Chosse a basis $v_i$ of $V$ and a basis $w_i$ such that $v_iw_j=\delta_{ij}$.
Why is the element $\sum_i w_i\otimes v_i$ independent of the basis $v_i$?
 A: From the question before the last edit: "I have chosen another basis $v_i'$, hence I get another basis $w_i'$ such that $(v_i',w_j')=\delta_{ij}$. If I write $v_i'=\sum_k\lambda_{k,i}v_k$  resp. $w_i'=\sum_l\mu_{l,i}w_l$ and plug in into $(v_i',w_j')=\delta_{ij}$ I get $$\delta_{ij}=\sum_k\lambda_{k,i}\mu_{k,j}.$$
Further I get $$\sum_i w_i'\otimes v_i'=\sum_{i,l,k}\mu_{l,i}\lambda_{k,i}w_l\otimes v_k.$$
Why is this equal to $\sum_i w_i\otimes v_i?$"

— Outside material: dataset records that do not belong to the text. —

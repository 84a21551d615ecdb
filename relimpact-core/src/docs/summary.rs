//! Structural summaries of markdown documents.

use std::collections::BTreeMap;
use std::fs;
use std::path::Path;

use pulldown_cmark::{Event, Parser, Tag, TagEnd};
use serde::Serialize;

/// Section key for content that appears before the first heading.
pub const ROOT_SECTION: &str = "Document Root";

/// What the document diff compares for one file.
#[derive(Debug, Clone, Default, PartialEq, Eq, Serialize)]
pub struct DocSummary {
    /// Heading texts in document order.
    pub headings: Vec<String>,
    /// Link destinations in document order.
    pub links: Vec<String>,
    /// Image destinations in document order.
    pub images: Vec<String>,
    /// Heading text -> words in that heading and the content below it.
    pub section_words: BTreeMap<String, usize>,
}

impl DocSummary {
    /// Summary for a file that does not exist on one side.
    pub fn empty() -> Self {
        Self::default()
    }

    /// Read and summarize a file; unreadable files summarize as empty.
    pub fn from_file(path: &Path) -> Self {
        match fs::read(path) {
            Ok(bytes) => summarize(&bytes),
            Err(_) => Self::empty(),
        }
    }
}

/// Summarize markdown source.
///
/// Text and inline code are coalesced into runs between structural events and
/// counted by whitespace-separated words. Heading text counts toward its own
/// section. Code blocks contribute nothing.
pub fn summarize(source: &[u8]) -> DocSummary {
    let text = String::from_utf8_lossy(source);
    let mut builder = SummaryBuilder::new();

    for event in Parser::new(&text) {
        builder.handle(event);
    }

    builder.finish()
}

struct SummaryBuilder {
    summary: DocSummary,
    current: String,
    pending: String,
    heading: Option<String>,
    in_code_block: bool,
}

impl SummaryBuilder {
    fn new() -> Self {
        Self {
            summary: DocSummary::default(),
            current: ROOT_SECTION.to_string(),
            pending: String::new(),
            heading: None,
            in_code_block: false,
        }
    }

    fn handle(&mut self, event: Event<'_>) {
        match event {
            Event::Text(text) | Event::Code(text) => {
                if self.in_code_block {
                    return;
                }
                if let Some(heading) = self.heading.as_mut() {
                    heading.push_str(&text);
                }
                self.pending.push_str(&text);
            }
            Event::SoftBreak | Event::HardBreak => {
                if !self.in_code_block {
                    self.pending.push(' ');
                }
            }
            Event::Start(Tag::Heading { .. }) => {
                self.flush();
                self.heading = Some(String::new());
            }
            Event::End(TagEnd::Heading(_)) => {
                let heading = self.heading.take().unwrap_or_default();
                self.summary.headings.push(heading.clone());
                self.current = heading;
                self.flush();
            }
            Event::Start(Tag::CodeBlock(_)) => {
                self.flush();
                self.in_code_block = true;
            }
            Event::End(TagEnd::CodeBlock) => {
                self.in_code_block = false;
            }
            Event::Start(Tag::Link { dest_url, .. }) => {
                self.flush();
                self.summary.links.push(dest_url.to_string());
            }
            Event::Start(Tag::Image { dest_url, .. }) => {
                self.flush();
                self.summary.images.push(dest_url.to_string());
            }
            _ => self.flush(),
        }
    }

    /// Count the pending run into the current section.
    fn flush(&mut self) {
        if self.pending.is_empty() {
            return;
        }
        // Inside a heading the run belongs to the heading's own section,
        // which only becomes current at the end tag.
        if self.heading.is_some() {
            return;
        }
        let words = self.pending.split_whitespace().count();
        self.pending.clear();
        if words > 0 {
            *self
                .summary
                .section_words
                .entry(self.current.clone())
                .or_insert(0) += words;
        }
    }

    fn finish(mut self) -> DocSummary {
        self.flush();
        self.summary
    }
}

#[cfg(test)]
mod tests {
    use super::*;

    #[test]
    fn test_root_section_and_headings() {
        let doc = "one two three\n\n# Intro\n\nfour five\n\n## Usage\n\nsix\n";
        let summary = summarize(doc.as_bytes());

        assert_eq!(summary.headings, vec!["Intro", "Usage"]);
        assert_eq!(summary.section_words.get(ROOT_SECTION), Some(&3));
        // heading word plus body
        assert_eq!(summary.section_words.get("Intro"), Some(&3));
        assert_eq!(summary.section_words.get("Usage"), Some(&2));
    }

    #[test]
    fn test_links_and_images() {
        let doc = "See [docs](https://example.com/docs) and ![logo](img/logo.png).\n";
        let summary = summarize(doc.as_bytes());

        assert_eq!(summary.links, vec!["https://example.com/docs"]);
        assert_eq!(summary.images, vec!["img/logo.png"]);
    }

    #[test]
    fn test_code_blocks_not_counted() {
        let doc = "# Build\n\nRun this:\n\n```sh\ncargo build --release\n```\n";
        let summary = summarize(doc.as_bytes());

        assert_eq!(summary.section_words.get("Build"), Some(&3));
    }

    #[test]
    fn test_inline_code_in_heading() {
        let doc = "# The `run` command\n\nbody\n";
        let summary = summarize(doc.as_bytes());

        assert_eq!(summary.headings, vec!["The run command"]);
        assert_eq!(summary.section_words.get("The run command"), Some(&4));
    }

    #[test]
    fn test_repeated_heading_accumulates() {
        let doc = "# Notes\n\na b\n\n# Other\n\nc\n\n# Notes\n\nd e f\n";
        let summary = summarize(doc.as_bytes());

        assert_eq!(summary.headings, vec!["Notes", "Other", "Notes"]);
        // two heading words plus five body words
        assert_eq!(summary.section_words.get("Notes"), Some(&7));
        assert_eq!(summary.section_words.get("Other"), Some(&2));
    }

    #[test]
    fn test_soft_break_separates_words() {
        let doc = "alpha\nbeta\n";
        let summary = summarize(doc.as_bytes());
        assert_eq!(summary.section_words.get(ROOT_SECTION), Some(&2));
    }

    #[test]
    fn test_missing_file_is_empty() {
        let summary = DocSummary::from_file(Path::new("/nonexistent/README.md"));
        assert_eq!(summary, DocSummary::empty());
    }
}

The relations $\delta_{ij}=\sum_k\lambda_{k,i}\mu_{k,j}$ for all $i,j$ mean that
the matrices $L=(\lambda_{i,j})$ and $M=(\mu_{i,j})$ satisfy $L^T \,M=I$, where $L^T$ means
the transpose of $L$ and $I$ is the identity matrix. Therefore $M=(L^T)^{-1}$ and we also have
$M\,L^T=I$. In the entries of $L,M$ this means that
$$\delta_{lk}=\sum_i\mu_{l,i}\lambda_{k,i}$$
for all $l,k$. Then your sum
$$\sum_{i,l,k}\mu_{l,i}\lambda_{k,i}w_l\otimes v_k=\sum_{l,k}\delta_{lk}w_l\otimes v_k=
\sum_k w_k\otimes v_k$$
as wanted.
A: Here is another proof with much less calculation. If $V$ is finite dimensional then $V\otimes V$ can be identified with the space of endomorphisms of $V$ such that $$(w\otimes v)\,h=(v\,h)\, w$$ for all $v,w,h$. For this we need the existence of bases $v_i$, $w_j$ such that $v_iw_j=\delta_{ij}$ for all $i,j$. Then $\sum_i w_i\otimes v_i$ is the identity because $\sum_i(w_i\otimes v_i) w_j=\sum_i\delta_{ij}w_i=w_j$ for all $j$ and $w_j$ form a basis. For the same reason $\sum_i w_i'\otimes v_i'$ is the identity for any other bases $v_i'$, $w_j'$ satisfying $v_i'w_j'=\delta_{ij}.$ Therefore $\sum_i(w_i\otimes v_i)=\sum_i(w_i'\otimes v_i')$.